Patrick looked as if his knees might collapse under him.
“You mean, they might not be dead?”
“I mean they might have escaped from Kitsa. But if they did go down there, they could easily have drowned.”
“Lionel?”
They all spun round. Omri’s mother was standing in the doorway, a look of hurt bewilderment on her face.
“I thought you were rushing up here like a madman because you needed to
go
. Don’t I get even a hello after two days?”
Omri’s father and Omri rushed to hug her.

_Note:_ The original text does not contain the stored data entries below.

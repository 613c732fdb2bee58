//! ScalarSource: emits one number per step.

use crate::model::data::DataObject;
use crate::model::error::{ModelError, ModelResult};
use crate::model::process::{Process, ProcessContext, ProcessState, StepContext};
use crate::model::value::PropertyBag;

pub struct ScalarSourceProcess {
    state: ProcessState,
    /// Value selected by the last link.
    current: Option<f64>,
    output: Option<DataObject>,
}

impl ScalarSourceProcess {
    pub fn new() -> Self {
        Self {
            state: ProcessState::new(
                "NMScalarSource",
                PropertyBag::new().with("Values", Vec::<String>::new()),
            ),
            current: None,
            output: None,
        }
    }
}

impl Default for ScalarSourceProcess {
    fn default() -> Self {
        Self::new()
    }
}

impl Process for ScalarSourceProcess {
    fn state(&self) -> &ProcessState {
        &self.state
    }

    fn state_mut(&mut self) -> &mut ProcessState {
        &mut self.state
    }

    fn link_parameters(&mut self, ctx: &StepContext<'_>) -> ModelResult<()> {
        let text = ctx.string_parameter(&self.state, "Values")?;
        let value = text
            .trim()
            .parse::<f64>()
            .map_err(|_| ModelError::InvalidParameter {
                component: ctx.component.to_string(),
                message: format!("'{}' is not a number", text),
            })?;
        self.current = Some(value);
        Ok(())
    }

    fn set_nth_input(&mut self, idx: usize, _input: DataObject) -> ModelResult<()> {
        Err(ModelError::InvalidInput {
            component: self.state.type_name().to_string(),
            input: format!("#{} (sources take no inputs)", idx),
        })
    }

    fn output(&self, idx: usize) -> Option<DataObject> {
        if idx == 0 {
            self.output.clone()
        } else {
            None
        }
    }

    fn update(&mut self, ctx: &mut ProcessContext<'_>) -> ModelResult<()> {
        let value = self
            .current
            .ok_or_else(|| ModelError::UninitialisedProcessObject {
                component: ctx.component().to_string(),
            })?;
        self.output = Some(
            DataObject::scalar(value).with_component_type(self.state.output_component_type),
        );
        ctx.report_progress(1.0);
        Ok(())
    }

    fn reset(&mut self) {
        self.state.reset();
        self.current = None;
        self.output = None;
    }
}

“Sorry, Mum – it was just—” But of course he couldn’t explain. Omri’s dad leapt into the breach.
“Patrick told us he’d dropped his – er—”
“My
watch
—”
“Ah, yes, down the drain. He’s terribly upset. Sorry, darling.” He gave his wife a contrite kiss.
“Well. Okay. So how did it go?”
Omri’s dad looked into her face, and then looked away. Omri got some faint inkling of how extremely difficult it is for happily married people to keep secrets from each other.
“It was… it was…” he said with a helpless air.
“It was absolutely fabulous, Mum,” said Omri.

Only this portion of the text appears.